--- Instructions to follow ---
Set down exactly the lines of the records from the top to the line containing "Empty structure to"; include both.

(Stored items)
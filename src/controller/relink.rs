use anyhow::Result;

use crate::config;
use crate::runtime::RuntimePaths;
use crate::syscall::linux::LinuxSyscall;

use super::publish_symlinks;

/// Re-publishes command symlinks from the current configuration without
/// touching any live namespace. Safe to run repeatedly: existing symlinks
/// are left in place.
pub fn run(rt: &RuntimePaths) -> Result<()> {
    let configs = config::load(&rt.config_path)?;
    publish_symlinks(&configs, rt, &LinuxSyscall)
}
//! Implements the `Syscall` trait against the real Linux kernel interface.
use std::any::Any;
use std::path::Path;

use anyhow::Result;
use caps::{errors::CapsError, CapSet, Capability, CapsHashSet};
use nix::{
    mount::{mount, umount2, MntFlags, MsFlags},
    sched::{unshare, CloneFlags},
    unistd::{self, pivot_root, Gid, Uid},
};

use super::Syscall;

/// Empty structure to implement `Syscall` for.
#[derive(Clone)]
pub struct LinuxSyscall;

impl Syscall for LinuxSyscall {
    fn as_any(&self) -> &dyn Any {
        self
    }

    fn mount(
        &self,
        source: Option<&Path>,
        target: &Path,
        fstype: Option<&str>,
        flags: MsFlags,
        data: Option<&str>,
    ) -> Result<()> {
        log::debug!(
            target: crate::logger::MOUNT_TRACE_TARGET,
            "mount({:?}, {:?}, {:?}, {:?}, {:?})",
            source,
            target,
            fstype,
            flags,
            data
        );
        mount(source, target, fstype, flags, data)?;
        Ok(())
    }

    fn umount(&self, target: &Path) -> Result<()> {
        umount2(target, MntFlags::MNT_DETACH)?;
        Ok(())
    }

    /// Disassociate parts of the execution context.
    /// https://man7.org/linux/man-pages/man2/unshare.2.html
    fn unshare(&self, flags: CloneFlags) -> Result<()> {
        unshare(flags)?;
        Ok(())
    }

    fn set_ns(&self, rawfd: i32, nstype: CloneFlags) -> Result<()> {
        nix::sched::setns(rawfd, nstype)?;
        Ok(())
    }

    /// https://man7.org/linux/man-pages/man2/pivot_root.2.html
    fn pivot_root(&self, new_root: &Path, put_old: &Path) -> Result<()> {
        pivot_root(new_root, put_old)?;
        Ok(())
    }

    fn set_capability(&self, cset: CapSet, value: &CapsHashSet) -> Result<(), CapsError> {
        match cset {
            // caps::set cannot set capabilities in the bounding set, so it is
            // done by dropping everything that should not remain.
            CapSet::Bounding => {
                let all = caps::all();
                for c in all.difference(value) {
                    match c {
                        Capability::CAP_PERFMON
                        | Capability::CAP_CHECKPOINT_RESTORE
                        | Capability::CAP_BPF => {
                            log::warn!("{:?} is not supported.", c);
                            continue;
                        }
                        _ => caps::drop(None, CapSet::Bounding, *c)?,
                    }
                }
                Ok(())
            }
            _ => caps::set(None, cset, value),
        }
    }

    fn set_resuid(&self, uid: Uid) -> Result<()> {
        unistd::setresuid(uid, uid, uid)?;
        Ok(())
    }

    fn set_resgid(&self, gid: Gid) -> Result<()> {
        unistd::setresgid(gid, gid, gid)?;
        Ok(())
    }

    fn symlink(&self, original: &Path, link: &Path) -> Result<()> {
        unistd::symlinkat(original, None, link)?;
        Ok(())
    }
}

--- Task result ---
filename src/controller/relink.rs
use anyhow::Result;

use crate::config;
use crate::runtime::RuntimePaths;
use crate::syscall::linux::LinuxSyscall;

use super::publish_symlinks;

/// Re-publishes command symlinks from the current configuration without
/// touching any live namespace. Safe to run repeatedly: existing symlinks
/// are left in place.
pub fn run(rt: &RuntimePaths) -> Result<()> {
    let configs = config::load(&rt.config_path)?;
    publish_symlinks(&configs, rt, &LinuxSyscall)
}
//! Implements the `Syscall` trait against the real Linux kernel interface.
use std::any::Any;
use std::path::Path;

use anyhow::Result;
use caps::{errors::CapsError, CapSet, Capability, CapsHashSet};
use nix::{
    mount::{mount, umount2, MntFlags, MsFlags},
    sched::{unshare, CloneFlags},
    unistd::{self, pivot_root, Gid, Uid},
};

use super::Syscall;

/// Empty structure to implement `Syscall` for.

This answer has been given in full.